Saved entries
· · · · · · ·

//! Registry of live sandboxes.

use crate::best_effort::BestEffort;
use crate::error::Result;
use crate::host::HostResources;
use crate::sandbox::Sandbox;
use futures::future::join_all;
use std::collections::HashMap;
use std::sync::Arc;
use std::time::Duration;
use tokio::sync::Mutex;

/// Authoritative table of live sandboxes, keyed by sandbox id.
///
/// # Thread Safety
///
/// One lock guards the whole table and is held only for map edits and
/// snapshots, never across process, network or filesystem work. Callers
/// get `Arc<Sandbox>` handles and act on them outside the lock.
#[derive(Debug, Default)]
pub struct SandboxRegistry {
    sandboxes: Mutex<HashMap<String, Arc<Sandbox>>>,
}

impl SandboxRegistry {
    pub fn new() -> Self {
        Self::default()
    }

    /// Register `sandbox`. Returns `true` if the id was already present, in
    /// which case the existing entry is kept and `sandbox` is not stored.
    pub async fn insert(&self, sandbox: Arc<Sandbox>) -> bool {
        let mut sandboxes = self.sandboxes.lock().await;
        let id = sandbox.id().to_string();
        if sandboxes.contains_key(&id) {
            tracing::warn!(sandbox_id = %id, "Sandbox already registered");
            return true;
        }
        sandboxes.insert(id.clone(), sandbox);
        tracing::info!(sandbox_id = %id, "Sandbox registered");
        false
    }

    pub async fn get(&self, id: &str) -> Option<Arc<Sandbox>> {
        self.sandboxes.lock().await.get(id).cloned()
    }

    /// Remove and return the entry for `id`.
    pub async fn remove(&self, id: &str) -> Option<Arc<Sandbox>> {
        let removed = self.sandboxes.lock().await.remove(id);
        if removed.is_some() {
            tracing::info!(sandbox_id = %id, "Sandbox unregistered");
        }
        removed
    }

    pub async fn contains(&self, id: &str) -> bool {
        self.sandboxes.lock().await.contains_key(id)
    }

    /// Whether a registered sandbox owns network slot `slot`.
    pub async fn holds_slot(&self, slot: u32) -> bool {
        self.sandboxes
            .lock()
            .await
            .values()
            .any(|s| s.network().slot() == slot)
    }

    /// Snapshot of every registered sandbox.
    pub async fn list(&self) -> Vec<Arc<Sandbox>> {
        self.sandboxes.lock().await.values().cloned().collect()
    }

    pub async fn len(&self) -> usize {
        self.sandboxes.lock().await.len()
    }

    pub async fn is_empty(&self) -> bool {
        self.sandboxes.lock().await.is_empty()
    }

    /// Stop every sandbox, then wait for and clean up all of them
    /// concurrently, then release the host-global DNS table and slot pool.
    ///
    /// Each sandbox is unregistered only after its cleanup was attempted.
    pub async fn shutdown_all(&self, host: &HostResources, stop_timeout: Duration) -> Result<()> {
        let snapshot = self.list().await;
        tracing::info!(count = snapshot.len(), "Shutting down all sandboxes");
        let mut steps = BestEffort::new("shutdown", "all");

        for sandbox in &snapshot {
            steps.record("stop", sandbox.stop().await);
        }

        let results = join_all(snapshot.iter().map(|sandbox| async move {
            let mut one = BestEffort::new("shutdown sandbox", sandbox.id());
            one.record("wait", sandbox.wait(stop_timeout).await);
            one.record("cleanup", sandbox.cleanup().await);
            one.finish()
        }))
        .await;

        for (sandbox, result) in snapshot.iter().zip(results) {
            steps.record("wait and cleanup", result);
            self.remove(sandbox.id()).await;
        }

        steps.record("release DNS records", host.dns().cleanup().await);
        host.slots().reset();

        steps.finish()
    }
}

· · · · · · ·

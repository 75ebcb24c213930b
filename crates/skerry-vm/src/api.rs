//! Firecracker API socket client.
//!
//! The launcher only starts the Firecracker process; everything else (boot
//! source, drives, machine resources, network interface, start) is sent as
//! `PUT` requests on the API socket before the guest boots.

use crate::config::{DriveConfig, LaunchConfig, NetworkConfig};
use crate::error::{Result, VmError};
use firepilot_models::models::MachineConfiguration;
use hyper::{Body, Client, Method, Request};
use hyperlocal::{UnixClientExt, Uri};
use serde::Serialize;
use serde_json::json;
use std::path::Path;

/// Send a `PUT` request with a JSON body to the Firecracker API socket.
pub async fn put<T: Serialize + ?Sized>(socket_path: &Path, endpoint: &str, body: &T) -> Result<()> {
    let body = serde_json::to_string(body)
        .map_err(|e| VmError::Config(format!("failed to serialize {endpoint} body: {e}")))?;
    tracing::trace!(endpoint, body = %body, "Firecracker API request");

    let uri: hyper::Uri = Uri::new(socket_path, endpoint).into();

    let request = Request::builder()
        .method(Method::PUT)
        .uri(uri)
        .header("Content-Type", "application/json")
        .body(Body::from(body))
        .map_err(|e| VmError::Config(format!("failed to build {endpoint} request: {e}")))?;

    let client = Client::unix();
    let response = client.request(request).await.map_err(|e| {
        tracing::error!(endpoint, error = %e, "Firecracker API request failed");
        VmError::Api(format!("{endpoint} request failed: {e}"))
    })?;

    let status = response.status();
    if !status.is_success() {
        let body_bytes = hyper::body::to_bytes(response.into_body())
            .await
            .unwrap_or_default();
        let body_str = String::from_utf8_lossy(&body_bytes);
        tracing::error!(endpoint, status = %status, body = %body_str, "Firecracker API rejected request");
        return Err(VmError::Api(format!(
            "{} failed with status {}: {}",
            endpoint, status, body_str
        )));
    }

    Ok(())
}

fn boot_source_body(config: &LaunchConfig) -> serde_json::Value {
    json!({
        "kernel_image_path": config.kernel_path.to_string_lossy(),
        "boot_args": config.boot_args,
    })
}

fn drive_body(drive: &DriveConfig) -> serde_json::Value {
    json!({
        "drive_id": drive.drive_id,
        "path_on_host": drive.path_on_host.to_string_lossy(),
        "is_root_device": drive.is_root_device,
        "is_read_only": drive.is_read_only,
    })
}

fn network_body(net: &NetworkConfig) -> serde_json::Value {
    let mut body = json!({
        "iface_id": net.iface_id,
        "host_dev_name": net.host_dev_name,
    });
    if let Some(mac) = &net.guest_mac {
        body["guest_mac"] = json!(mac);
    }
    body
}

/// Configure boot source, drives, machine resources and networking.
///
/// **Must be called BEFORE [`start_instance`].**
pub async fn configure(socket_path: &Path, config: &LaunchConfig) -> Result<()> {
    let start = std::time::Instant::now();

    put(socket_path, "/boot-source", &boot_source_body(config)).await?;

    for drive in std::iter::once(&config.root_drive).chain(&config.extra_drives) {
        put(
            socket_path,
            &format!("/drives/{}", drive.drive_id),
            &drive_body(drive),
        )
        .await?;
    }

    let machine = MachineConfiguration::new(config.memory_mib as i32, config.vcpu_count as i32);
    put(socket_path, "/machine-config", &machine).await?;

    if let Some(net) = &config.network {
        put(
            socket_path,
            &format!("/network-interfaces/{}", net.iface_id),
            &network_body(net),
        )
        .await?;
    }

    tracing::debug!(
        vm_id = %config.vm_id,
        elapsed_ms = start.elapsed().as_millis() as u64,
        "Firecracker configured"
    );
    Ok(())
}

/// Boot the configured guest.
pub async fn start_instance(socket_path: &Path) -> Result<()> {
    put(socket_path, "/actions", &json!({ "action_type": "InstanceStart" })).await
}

· · · · · · ·

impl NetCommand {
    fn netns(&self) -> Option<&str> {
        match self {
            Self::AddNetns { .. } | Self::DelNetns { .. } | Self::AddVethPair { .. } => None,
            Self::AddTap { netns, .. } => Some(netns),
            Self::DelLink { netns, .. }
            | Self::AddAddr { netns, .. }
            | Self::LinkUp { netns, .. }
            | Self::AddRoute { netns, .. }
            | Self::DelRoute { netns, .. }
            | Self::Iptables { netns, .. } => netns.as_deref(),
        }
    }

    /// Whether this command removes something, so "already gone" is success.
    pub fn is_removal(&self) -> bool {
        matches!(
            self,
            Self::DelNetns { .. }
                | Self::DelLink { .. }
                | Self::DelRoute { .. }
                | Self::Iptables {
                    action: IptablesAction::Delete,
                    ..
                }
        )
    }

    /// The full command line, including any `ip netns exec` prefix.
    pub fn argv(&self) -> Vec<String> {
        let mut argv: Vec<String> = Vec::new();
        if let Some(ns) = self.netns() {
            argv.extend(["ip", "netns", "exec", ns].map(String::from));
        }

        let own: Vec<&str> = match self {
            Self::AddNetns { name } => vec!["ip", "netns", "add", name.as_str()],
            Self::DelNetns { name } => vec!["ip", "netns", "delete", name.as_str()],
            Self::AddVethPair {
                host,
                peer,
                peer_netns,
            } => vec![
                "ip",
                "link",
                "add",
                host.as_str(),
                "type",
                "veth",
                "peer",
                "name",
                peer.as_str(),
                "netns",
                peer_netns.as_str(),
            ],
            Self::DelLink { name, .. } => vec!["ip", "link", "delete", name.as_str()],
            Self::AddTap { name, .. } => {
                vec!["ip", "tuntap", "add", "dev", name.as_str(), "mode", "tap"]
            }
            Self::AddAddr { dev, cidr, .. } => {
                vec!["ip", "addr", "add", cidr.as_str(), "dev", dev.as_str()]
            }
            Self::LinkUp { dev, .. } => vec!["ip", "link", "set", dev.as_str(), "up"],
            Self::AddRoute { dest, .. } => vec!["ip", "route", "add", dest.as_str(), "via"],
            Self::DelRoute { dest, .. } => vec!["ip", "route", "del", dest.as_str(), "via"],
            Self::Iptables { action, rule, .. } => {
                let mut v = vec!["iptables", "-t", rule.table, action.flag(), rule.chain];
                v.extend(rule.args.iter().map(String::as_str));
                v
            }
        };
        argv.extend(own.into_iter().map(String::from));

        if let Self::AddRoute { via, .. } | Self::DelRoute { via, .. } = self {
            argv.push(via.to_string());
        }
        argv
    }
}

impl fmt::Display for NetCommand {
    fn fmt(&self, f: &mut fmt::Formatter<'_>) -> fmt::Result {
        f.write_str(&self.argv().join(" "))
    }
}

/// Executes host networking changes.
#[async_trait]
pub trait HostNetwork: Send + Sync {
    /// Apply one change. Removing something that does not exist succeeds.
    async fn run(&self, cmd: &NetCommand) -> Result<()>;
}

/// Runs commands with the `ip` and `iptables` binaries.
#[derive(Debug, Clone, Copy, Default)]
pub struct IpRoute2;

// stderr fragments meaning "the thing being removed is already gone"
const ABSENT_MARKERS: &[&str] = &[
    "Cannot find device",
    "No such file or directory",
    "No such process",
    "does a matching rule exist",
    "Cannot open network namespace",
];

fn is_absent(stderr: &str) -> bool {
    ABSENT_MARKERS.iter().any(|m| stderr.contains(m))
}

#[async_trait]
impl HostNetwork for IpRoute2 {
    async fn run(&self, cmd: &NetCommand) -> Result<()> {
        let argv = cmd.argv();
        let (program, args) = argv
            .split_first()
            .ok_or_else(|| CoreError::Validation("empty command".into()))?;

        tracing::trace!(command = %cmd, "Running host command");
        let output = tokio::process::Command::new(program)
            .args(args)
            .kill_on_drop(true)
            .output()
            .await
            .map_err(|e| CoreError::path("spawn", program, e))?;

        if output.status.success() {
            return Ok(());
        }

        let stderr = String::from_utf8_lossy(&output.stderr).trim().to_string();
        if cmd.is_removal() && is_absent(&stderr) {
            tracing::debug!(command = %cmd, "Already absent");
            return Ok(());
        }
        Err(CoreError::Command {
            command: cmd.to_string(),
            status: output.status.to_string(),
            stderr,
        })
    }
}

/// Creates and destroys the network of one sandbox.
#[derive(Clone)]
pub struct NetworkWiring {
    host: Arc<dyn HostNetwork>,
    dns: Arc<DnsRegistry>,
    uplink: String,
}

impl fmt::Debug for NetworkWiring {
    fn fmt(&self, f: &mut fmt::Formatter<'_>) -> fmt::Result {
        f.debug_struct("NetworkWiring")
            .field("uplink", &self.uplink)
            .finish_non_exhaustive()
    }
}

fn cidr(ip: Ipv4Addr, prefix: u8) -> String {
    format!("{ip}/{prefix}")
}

· · · · · · ·

AIM OF THE EXERCISE:
Show the lines of the records that include the string "networking".

RESPONSE FOR THIS EXERCISE:
/// Configure boot source, drives, machine resources and networking.
/// Executes host networking changes.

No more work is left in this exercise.